Complicating this further is that we don’t know how deep the rabbit hole goes.
Complicating this still further is that even if get past the last three problems (thereby doing three impossible things before breakfast) there’s still the problem of end-users, who nearly universally prefer convenience over security. (Example: everyone with a smartphone, everyone running Windows or MacOS, everyone with a net-connected gaming system, everyone using Google or Yahoo or MSN/Hotmail, everyone on any form of “social media/network”. All of these people have made enormous mistakes that have and will neatly undercut all the effort I just listed above, even if it’s successful.)
Dealing with that may be the hardest task of all. And I’m not sure it’s worth it.
Re: Re: Re: Awesome Stuff: More Crowdfunding Attempts At Private And Secure Communications
You don’t know much about software development do you…
Honestly I don’t even know where to start with this mess. The cryptography has nothing to do with buffer overflows so barely 10% into your post you’ve gone off the rails.
Sure buffer overflow is a hack, but that is irrelevant to if you are getting your email or logging into your WoW account.
more big projects, perhaps from larger companies
I can not trust large companies.
Oh and by the way Phil Zimmerman has been vindicated.
They (NSA) with CrowdFund this.. That’s there 1st in.
Ya know, legally if you want to know what people are thinking about a subject, simply by AdWords on Google – bet the NSA has.
Folks, I think that the crowdsourcing is the way to go!!!
[Meta] How does one make kickstarter embeds show with NoScript?
Does anyone here know how to configure NoScript not to completely hide the Kickstarter and Indiegogo embeds on the weekly Awesome Stuff posts? “Temporarily allow all this page” does nothing.

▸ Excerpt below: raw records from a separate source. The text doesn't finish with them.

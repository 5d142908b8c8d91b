//! Dead-code elimination: statement-level rewrites bottom-up over
//! routine bodies. Runs after constant folding so `if`/`while`
//! conditions that folded down to a boolean literal are visible here.

use crate::report::{OptimizationDetail, OptimizationKind, OptimizationReport};
use ilc_par::ast::{Expression, Program, Statement};

pub fn dce_stmts(stmts: Program, report: &mut OptimizationReport) -> Program {
    let mut result = Vec::with_capacity(stmts.len());
    let mut terminated = false;
    for stmt in stmts {
        if terminated {
            report.record(OptimizationDetail {
                kind: OptimizationKind::DeadCode,
                description: "statement after an unconditional return is unreachable".to_string(),
                before_text: describe_stmt(&stmt),
                after_text: String::new(),
                line: Some(stmt.span().line),
            });
            continue;
        }
        for expanded in dce_stmt(stmt, report) {
            if matches!(expanded, Statement::ReturnStmt { .. }) {
                terminated = true;
            }
            result.push(expanded);
        }
    }
    result
}

/// Optimizes one statement, possibly expanding it into zero or more
/// replacement statements (an `if` collapse splices in a whole branch).
fn dce_stmt(stmt: Statement, report: &mut OptimizationReport) -> Vec<Statement> {
    match stmt {
        Statement::IfStmt { cond, then_branch, else_branch, span } => match cond {
            Expression::BooleanLit(true, _) => {
                report.record(OptimizationDetail {
                    kind: OptimizationKind::DeadCode,
                    description: "condition is always true; replaced if with its then-branch".to_string(),
                    before_text: "if true then ... end".to_string(),
                    after_text: "<then-branch>".to_string(),
                    line: Some(span.line),
                });
                dce_stmts(then_branch, report)
            }
            Expression::BooleanLit(false, _) => {
                report.record(OptimizationDetail {
                    kind: OptimizationKind::DeadCode,
                    description: "condition is always false; replaced if with its else-branch".to_string(),
                    before_text: "if false then ... end".to_string(),
                    after_text: "<else-branch>".to_string(),
                    line: Some(span.line),
                });
                match else_branch {
                    Some(else_branch) => dce_stmts(else_branch, report),
                    None => Vec::new(),
                }
            }
            _ => vec![Statement::IfStmt {
                cond,
                then_branch: dce_stmts(then_branch, report),
                else_branch: else_branch.map(|b| dce_stmts(b, report)),
                span,
            }],
        },
        Statement::WhileStmt { cond, body, span } => {
            if matches!(cond, Expression::BooleanLit(false, _)) {
                report.record(OptimizationDetail {
                    kind: OptimizationKind::DeadCode,
                    description: "condition is always false; loop body is unreachable".to_string(),
                    before_text: "while false loop ... end".to_string(),
                    after_text: "while false loop end".to_string(),
                    line: Some(span.line),
                });
                vec![Statement::WhileStmt { cond, body: Vec::new(), span }]
            } else {
                vec![Statement::WhileStmt { cond, body: dce_stmts(body, report), span }]
            }
        }
        Statement::ForLoop { var, reverse, start, end, body, span } => vec![Statement::ForLoop {
            var,
            reverse,
            start,
            end,
            body: dce_stmts(body, report),
            span,
        }],
        Statement::RoutineDecl { name, params, return_type, body, span } => vec![Statement::RoutineDecl {
            name,
            params,
            return_type,
            body: dce_stmts(body, report),
            span,
        }],
        other => vec![other],
    }
}

fn describe_stmt(stmt: &Statement) -> String {
    match stmt {
        Statement::VarDecl { name, .. } => format!("var {name} : ...;"),
        Statement::ArrayDecl { name, .. } => format!("var {name} : array ...;"),
        Statement::Assignment { .. } => "<assignment>".to_string(),
        Statement::PrintStmt { .. } => "print(...)".to_string(),
        Statement::ReturnStmt { .. } => "return ...;".to_string(),
        Statement::RoutineCallStmt { name, .. } => format!("{name}(...)"),
        _ => "<statement>".to_string(),
    }
}

#[cfg(test)]
mod tests {
    use super::*;
    use ilc_util::Span;

    fn ret() -> Statement {
        Statement::ReturnStmt { expr: None, span: Span::DUMMY }
    }

    fn print() -> Statement {
        Statement::PrintStmt { expr: Expression::IntegerLit(1, Span::DUMMY), span: Span::DUMMY }
    }

    #[test]
    fn drops_statements_after_unconditional_return() {
        let mut report = OptimizationReport::default();
        let result = dce_stmts(vec![ret(), print()], &mut report);
        assert_eq!(result.len(), 1);
        assert_eq!(report.count, 1);
    }

    #[test]
    fn collapses_if_true_to_then_branch() {
        let mut report = OptimizationReport::default();
        let stmt = Statement::IfStmt {
            cond: Expression::BooleanLit(true, Span::DUMMY),
            then_branch: vec![print()],
            else_branch: Some(vec![ret()]),
            span: Span::DUMMY,
        };
        let result = dce_stmts(vec![stmt], &mut report);
        assert_eq!(result, vec![print()]);
    }

    #[test]
    fn collapses_if_false_with_no_else_to_nothing() {
        let mut report = OptimizationReport::default();
        let stmt = Statement::IfStmt {
            cond: Expression::BooleanLit(false, Span::DUMMY),
            then_branch: vec![print()],
            else_branch: None,
            span: Span::DUMMY,
        };
        let result = dce_stmts(vec![stmt], &mut report);
        assert!(result.is_empty());
    }

    #[test]
    fn while_false_empties_body() {
        let mut report = OptimizationReport::default();
        let stmt = Statement::WhileStmt {
            cond: Expression::BooleanLit(false, Span::DUMMY),
            body: vec![print()],
            span: Span::DUMMY,
        };
        let result = dce_stmts(vec![stmt], &mut report);
        match &result[0] {
            Statement::WhileStmt { body, .. } => assert!(body.is_empty()),
            _ => panic!("expected while statement"),
        }
    }

    #[test]
    fn leaves_non_constant_if_untouched() {
        let mut report = OptimizationReport::default();
        let stmt = Statement::IfStmt {
            cond: Expression::VarRef(ilc_util::Symbol::intern("flag"), Span::DUMMY),
            then_branch: vec![print()],
            else_branch: None,
            span: Span::DUMMY,
        };
        let result = dce_stmts(vec![stmt.clone()], &mut report);
        assert_eq!(result, vec![stmt]);
        assert_eq!(report.count, 0);
    }
}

I don’t even see Kickstarter there, nor placeholders, nor items under Blocked Objects. Iframe blocking off doesn’t help. Firefox’s object inspector shows the iframe and contained html, head, and body elements but shows the latter two as empty. Manually going to Kickstarter and adding it to Noscript’s trusted site list doesn’t make the embeds show on Techdirt pages either. I’m probably missing something “obvious”, but I can’t find it, and googling availed me of nothing. So … anyone?